use serde::{Deserialize, Serialize};

/// Position of the payload in space and forecast time.
#[derive(Debug, Clone, Copy, PartialEq, Serialize, Deserialize)]
pub struct State {
    /// Longitude (deg, east positive)
    pub longitude: f64,
    /// Latitude (deg, north positive)
    pub latitude: f64,
    /// Altitude above mean sea level (m)
    pub altitude: f64,
    /// Hours elapsed since the weather model reference time
    pub time: f64,
}

impl State {
    pub fn new(longitude: f64, latitude: f64, altitude: f64, time: f64) -> Self {
        Self {
            longitude,
            latitude,
            altitude,
            time,
        }
    }

    pub fn is_finite(&self) -> bool {
        self.longitude.is_finite()
            && self.latitude.is_finite()
            && self.altitude.is_finite()
            && self.time.is_finite()
    }
}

+ + + + + + +

§ **How to complete this task**
Using the listing above, work out how many of its lines include "positive", and give only the result.

§ **Problem solution**
2